Meanwhile the LR5 deep sea vehicle was contracted by the Defence Materiel Organisation (DMO) from James Fisher Defence of the UK to cover the non-availability of the Remora.

Information elicited by a Senate Standing Committee in February 2009 established that the Glasgow-based LR5 was on 12-hour notice of embarkation to Australia, but was unlikely to be on site over a disabled submarine in less than 80 hours.

Rear Admiral Boyd Robinson, head of the maritime systems division in the DMO, told the committee the LR5 could have been pre-located in Australia, but this would have cost “several million dollars or more”.

Coincidence or not, four months later the LR5, the central element of what is now known as the James Fisher Submarine Rescue System (JFSRS), arrived at Henderson in Western Australia under exclusive contract to the RAN.

Defence says James Fisher has the necessary measures in place to satisfy the 12-hour emergency callout requirement.

Some dedicated operating personnel are located in Perth; others would be required to travel from overseas (probably from Singapore, where the company operates a submarine rescue capability for the Singapore navy).

According to Defence, the intention is to return Remora to service by late 2011 in order to achieve Operational Release in early 2012, prior to the expiry in May of that year of the LR5 contract.

Although the refurbished Remora vehicle has undergone harbour trials and was recertified early in 2009 by Det Noske Veritas as suitable for operation until January 2018, the A-frame Launch and Recovery System (LARS) remains out of service undergoing redesign to mitigate the shortcomings that led to the loss of Remora in 2006.

Both Remora and the LR5 require a suitable mother ship, with the prime requirements being adequate deck space to embark the rescue system and sufficient deck strength to mount the LARS.

The contracted Defence Maritime Services (DMS) ships Seahorse Standard and Seahorse Spirit are capable of supporting both systems and cover the highest-risk areas in South Australia and West Australia where submarine post-docking trials take place.

Given the wide geographic area covered by RAN submarine operations, the navy’s submarine rescue operating concept encompasses cooperation with other rescue-capable nations in addition to air transportable rescue systems such as Remora/LR5, and the ability to mobilise those systems on commercial vessels of opportunity.

A register of suitable vessels and their locations is maintained by the NATO-sponsored, funded and manned International Submarine Escape and Rescue Liaison Office based at Norfolk, Virginia.

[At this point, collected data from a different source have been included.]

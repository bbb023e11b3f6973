//! Engine housekeeping errors.

use std::path::PathBuf;

use syncline_connectors::error_codes;
use syncline_connectors::ConfigError;

/// Errors from engine housekeeping services.
#[derive(Debug, thiserror::Error)]
pub enum EngineError {
    /// The cron expression is not a valid 5-field UNIX expression.
    #[error("[SYN-7001] invalid cron expression '{expression}': {reason}")]
    InvalidCron {
        /// The rejected expression.
        expression: String,
        /// Parser message.
        reason: String,
    },

    /// The log directory is missing or not a directory.
    #[error("[SYN-7002] invalid log directory: {}", .0.display())]
    InvalidDirectory(PathBuf),

    /// Filesystem error.
    #[error("I/O error: {0}")]
    Io(#[from] std::io::Error),

    /// The schedule cannot produce a next fire time.
    #[error("[SYN-7004] schedule error: {0}")]
    Schedule(String),

    /// Invalid or missing configuration property.
    #[error(transparent)]
    Config(#[from] ConfigError),
}

impl EngineError {
    /// Returns the stable error code, if the error carries one.
    #[must_use]
    pub fn code(&self) -> Option<&'static str> {
        match self {
            Self::InvalidCron { .. } => Some(error_codes::INVALID_CRON),
            Self::InvalidDirectory(_) => Some(error_codes::INVALID_LOG_DIR),
            Self::Schedule(_) => Some(error_codes::SCHEDULE_EXHAUSTED),
            Self::Config(ConfigError::Missing(_)) => Some(error_codes::MISSING_CONFIG),
            Self::Config(ConfigError::Invalid(_)) => Some(error_codes::INVALID_CONFIG),
            Self::Io(_) => None,
        }
    }
}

Defence says each portable rescue system has its own unique deck mounting arrangements which are generally welded to a vessel’s cargo deck.

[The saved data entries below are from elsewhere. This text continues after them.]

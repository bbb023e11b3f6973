//! Connector configuration.
//!
//! [`ConnectorConfig`] carries the raw string properties a job declares for
//! a source (e.g. from a job file's `source { ... }` block).
//! [`EnumeratorConfig`] is the typed view the split enumerator runs with,
//! parsed via [`EnumeratorConfig::from_config`].

use std::collections::HashMap;
use std::fmt;
use std::str::FromStr;
use std::time::Duration;

use crate::error::ConfigError;

/// Raw connector properties.
#[derive(Debug, Clone, Default, PartialEq, Eq)]
pub struct ConnectorConfig {
    connector_type: String,
    properties: HashMap<String, String>,
}

impl ConnectorConfig {
    /// Creates an empty config for the given connector type.
    #[must_use]
    pub fn new(connector_type: impl Into<String>) -> Self {
        Self {
            connector_type: connector_type.into(),
            properties: HashMap::new(),
        }
    }

    /// Builder-style property setter.
    #[must_use]
    pub fn with_property(mut self, key: impl Into<String>, value: impl Into<String>) -> Self {
        self.set(key, value);
        self
    }

    /// Sets a property, replacing any previous value.
    pub fn set(&mut self, key: impl Into<String>, value: impl Into<String>) {
        self.properties.insert(key.into(), value.into());
    }

    /// The connector type (e.g. `weaviate`, `jdbc`).
    #[must_use]
    pub fn connector_type(&self) -> &str {
        &self.connector_type
    }

    /// Returns a property value, if set.
    #[must_use]
    pub fn get(&self, key: &str) -> Option<&str> {
        self.properties.get(key).map(String::as_str)
    }

    /// Returns a property value or a [`ConfigError::Missing`].
    ///
    /// # Errors
    ///
    /// Returns `ConfigError::Missing` if the key is absent.
    pub fn require(&self, key: &str) -> Result<&str, ConfigError> {
        self.get(key)
            .ok_or_else(|| ConfigError::Missing(key.to_string()))
    }

    /// Parses a property with [`FromStr`], returning `None` when unset.
    ///
    /// # Errors
    ///
    /// Returns `ConfigError::Invalid` if the value does not parse.
    pub fn get_parsed<T: FromStr>(&self, key: &str) -> Result<Option<T>, ConfigError> {
        self.get(key)
            .map(|v| {
                v.trim()
                    .parse()
                    .map_err(|_| ConfigError::Invalid(format!("invalid {key}: '{v}'")))
            })
            .transpose()
    }

    /// All properties.
    #[must_use]
    pub fn properties(&self) -> &HashMap<String, String> {
        &self.properties
    }

    /// Properties starting with `prefix`, with the prefix stripped.
    #[must_use]
    pub fn properties_with_prefix(&self, prefix: &str) -> HashMap<String, String> {
        self.properties
            .iter()
            .filter_map(|(k, v)| {
                k.strip_prefix(prefix)
                    .map(|rest| (rest.to_string(), v.clone()))
            })
            .collect()
    }
}

/// How splits produced by one table expansion are handed out.
#[derive(Debug, Clone, Copy, PartialEq, Eq, Default)]
pub enum AssignmentStrategy {
    /// All splits go to the reader whose request triggered the expansion.
    #[default]
    Requester,
    /// Splits are spread round-robin over every reader awaiting work.
    Balanced,
}

impl AssignmentStrategy {
    fn as_str(self) -> &'static str {
        match self {
            Self::Requester => "requester",
            Self::Balanced => "balanced",
        }
    }
}

impl fmt::Display for AssignmentStrategy {
    fn fmt(&self, f: &mut fmt::Formatter<'_>) -> fmt::Result {
        f.write_str(self.as_str())
    }
}

impl FromStr for AssignmentStrategy {
    type Err = ConfigError;

    /// Case-insensitive; `round-robin` / `round_robin` alias `balanced`.
    fn from_str(s: &str) -> Result<Self, Self::Err> {
        match s.trim().to_lowercase().replace('-', "_").as_str() {
            "requester" => Ok(Self::Requester),
            "balanced" | "round_robin" => Ok(Self::Balanced),
            other => Err(ConfigError::Invalid(format!(
                "unknown split assignment strategy: '{other}'"
            ))),
        }
    }
}

/// Typed split enumerator configuration.
#[derive(Debug, Clone)]
pub struct EnumeratorConfig {
    /// Interval at which `run()` polls the catalog for new tables.
    /// `None` disables incremental discovery.
    pub discovery_interval: Option<Duration>,
    /// Retries per table after the first failed expansion attempt.
    pub max_discovery_retries: u32,
    /// Initial backoff between expansion attempts.
    pub initial_retry_delay: Duration,
    /// Backoff ceiling between expansion attempts.
    pub max_retry_delay: Duration,
    /// Maximum number of tables expanded concurrently.
    pub max_concurrent_expansions: usize,
    /// Assignment strategy for freshly expanded splits.
    pub assignment: AssignmentStrategy,
    /// Capacity of the coordinator command channel.
    pub channel_capacity: usize,
    /// How long `close()` waits for the coordinator task to exit.
    pub close_timeout: Duration,
}

impl Default for EnumeratorConfig {
    fn default() -> Self {
        Self {
            discovery_interval: None,
            max_discovery_retries: 3,
            initial_retry_delay: Duration::from_millis(100),
            max_retry_delay: Duration::from_secs(10),
            max_concurrent_expansions: 1,
            assignment: AssignmentStrategy::Requester,
            channel_capacity: 128,
            close_timeout: Duration::from_secs(30),
        }
    }
}

impl EnumeratorConfig {
    /// Parses enumerator settings from connector properties.
    ///
    /// # Recognized keys
    ///
    /// - `discovery.interval.ms` (0 disables incremental discovery)
    /// - `discovery.max.retries`
    /// - `discovery.retry.initial.ms`, `discovery.retry.max.ms`
    /// - `discovery.max.concurrent`
    /// - `split.assignment` (`requester` | `balanced`)
    /// - `enumerator.channel.capacity`
    /// - `enumerator.close.timeout.ms`
    ///
    /// # Errors
    ///
    /// Returns `ConfigError::Invalid` on unparsable values or invalid combinations.
    pub fn from_config(config: &ConnectorConfig) -> Result<Self, ConfigError> {
        let mut cfg = Self::default();

        if let Some(ms) = config.get_parsed::<u64>("discovery.interval.ms")? {
            cfg.discovery_interval = (ms > 0).then(|| Duration::from_millis(ms));
        }
        if let Some(n) = config.get_parsed("discovery.max.retries")? {
            cfg.max_discovery_retries = n;
        }
        if let Some(ms) = config.get_parsed("discovery.retry.initial.ms")? {
            cfg.initial_retry_delay = Duration::from_millis(ms);
        }
        if let Some(ms) = config.get_parsed("discovery.retry.max.ms")? {
            cfg.max_retry_delay = Duration::from_millis(ms);
        }
        if let Some(n) = config.get_parsed("discovery.max.concurrent")? {
            cfg.max_concurrent_expansions = n;
        }
        if let Some(v) = config.get("split.assignment") {
            cfg.assignment = v.parse()?;
        }
        if let Some(n) = config.get_parsed("enumerator.channel.capacity")? {
            cfg.channel_capacity = n;
        }
        if let Some(ms) = config.get_parsed("enumerator.close.timeout.ms")? {
            cfg.close_timeout = Duration::from_millis(ms);
        }

        cfg.validate()?;
        Ok(cfg)
    }

    /// Validates the configuration for consistency.
    ///
    /// # Errors
    ///
    /// Returns `ConfigError::Invalid` on invalid combinations.
    pub fn validate(&self) -> Result<(), ConfigError> {
        if self.max_concurrent_expansions == 0 {
            return Err(ConfigError::Invalid(
                "discovery.max.concurrent must be at least 1".into(),
            ));
        }
        if self.channel_capacity == 0 {
            return Err(ConfigError::Invalid(
                "enumerator.channel.capacity must be at least 1".into(),
            ));
        }
        if self.initial_retry_delay > self.max_retry_delay {
            return Err(ConfigError::Invalid(format!(
                "discovery.retry.initial.ms ({:?}) exceeds discovery.retry.max.ms ({:?})",
                self.initial_retry_delay, self.max_retry_delay
            )));
        }
        Ok(())
    }
}

#[cfg(test)]
mod tests {
    use super::*;

    #[test]
    fn test_require_and_prefix() {
        let config = ConnectorConfig::new("weaviate")
            .with_property("url", "http://localhost:8080")
            .with_property("auth.user", "alice")
            .with_property("auth.token", "secret");

        assert_eq!(config.connector_type(), "weaviate");
        assert_eq!(config.require("url").unwrap(), "http://localhost:8080");
        assert_eq!(
            config.require("missing").unwrap_err(),
            ConfigError::Missing("missing".into())
        );

        let auth = config.properties_with_prefix("auth.");
        assert_eq!(auth.len(), 2);
        assert_eq!(auth["user"], "alice");
    }

    #[test]
    fn test_enumerator_config_defaults() {
        let cfg = EnumeratorConfig::from_config(&ConnectorConfig::new("test")).unwrap();
        assert!(cfg.discovery_interval.is_none());
        assert_eq!(cfg.max_discovery_retries, 3);
        assert_eq!(cfg.max_concurrent_expansions, 1);
        assert_eq!(cfg.assignment, AssignmentStrategy::Requester);
    }

    #[test]
    fn test_enumerator_config_parse() {
        let config = ConnectorConfig::new("test")
            .with_property("discovery.interval.ms", "500")
            .with_property("discovery.max.retries", "5")
            .with_property("discovery.max.concurrent", "4")
            .with_property("split.assignment", "Round-Robin");
        let cfg = EnumeratorConfig::from_config(&config).unwrap();
        assert_eq!(cfg.discovery_interval, Some(Duration::from_millis(500)));
        assert_eq!(cfg.max_discovery_retries, 5);
        assert_eq!(cfg.max_concurrent_expansions, 4);
        assert_eq!(cfg.assignment, AssignmentStrategy::Balanced);
    }

    #[test]
    fn test_enumerator_config_zero_interval_disables_discovery() {
        let config = ConnectorConfig::new("test").with_property("discovery.interval.ms", "0");
        let cfg = EnumeratorConfig::from_config(&config).unwrap();
        assert!(cfg.discovery_interval.is_none());
    }

    #[test]
    fn test_enumerator_config_rejects_invalid() {
        let bad_number =
            ConnectorConfig::new("test").with_property("discovery.max.retries", "many");
        assert!(matches!(
            EnumeratorConfig::from_config(&bad_number),
            Err(ConfigError::Invalid(_))
        ));

        let bad_strategy = ConnectorConfig::new("test").with_property("split.assignment", "random");
        let err = EnumeratorConfig::from_config(&bad_strategy).unwrap_err();
        assert!(err.to_string().contains("unknown split assignment strategy"));

        let zero_concurrency =
            ConnectorConfig::new("test").with_property("discovery.max.concurrent", "0");
        assert!(EnumeratorConfig::from_config(&zero_concurrency).is_err());
    }

    #[test]
    fn test_assignment_strategy_display() {
        assert_eq!(AssignmentStrategy::Balanced.to_string(), "balanced");
        assert_eq!(
            "requester".parse::<AssignmentStrategy>().unwrap(),
            AssignmentStrategy::Requester
        );
        assert_eq!(
            "Round-Robin".parse::<AssignmentStrategy>().unwrap(),
            AssignmentStrategy::Balanced
        );
        let err = "sticky".parse::<AssignmentStrategy>().unwrap_err();
        assert!(matches!(err, ConfigError::Invalid(_)));
    }
}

Mobilisation of a rescue system to a suitable commercial ship is expected to be achieved in less than 36 hours due to the modular design of the systems.

Harder than it looks

This is no easy undertaking.

Preparing the DMS ships for rescue contingencies involved strengthening their decks to accept a downward force of more than 1,000 kilonewtons (comparable, according to DMS, to carrying 60 average cars on an area the size of a ping pong table).

Additionally, ‘deck stools’’ weighing about three tonnes each and made of high grade steel up to 50 millimetres thick were designed and manufactured for attachment to the ships as required to provide the interface between the LARS and the deck.

DMS says the JFSRS can be fitted to either of its ships within 24 to 36 hours, and it has two 10-man, 10-hour shifts on call 24 hours a day ready to mobilise for a rescue emergency.

The arrival in-country of the JFSRS enabled the RAN’s first submarine rescue exercise since 2006 to be held in March, having been delayed from late 2009 due to a combination of submarine availability and the need to complete a step-by-step Demonstration of Capability.

In this case, risk management was complicated by the need to prove the new system and its support, with the four-year gap meaning most Defence personnel in key positions had little or no direct experience of participating in previous Black Carillon exercises.

For the same reasons the exercise did not involve a speed of deployment element so as to ensure the mobilisation was conducted in a deliberate and graduated manner to prove that the JFSRS and support ship interface were suitable for the task.

The culmination of Black Carillon saw the LR5 complete five trips to HMAS Waller, bottomed at an undisclosed depth in the Western Australian exercise Area.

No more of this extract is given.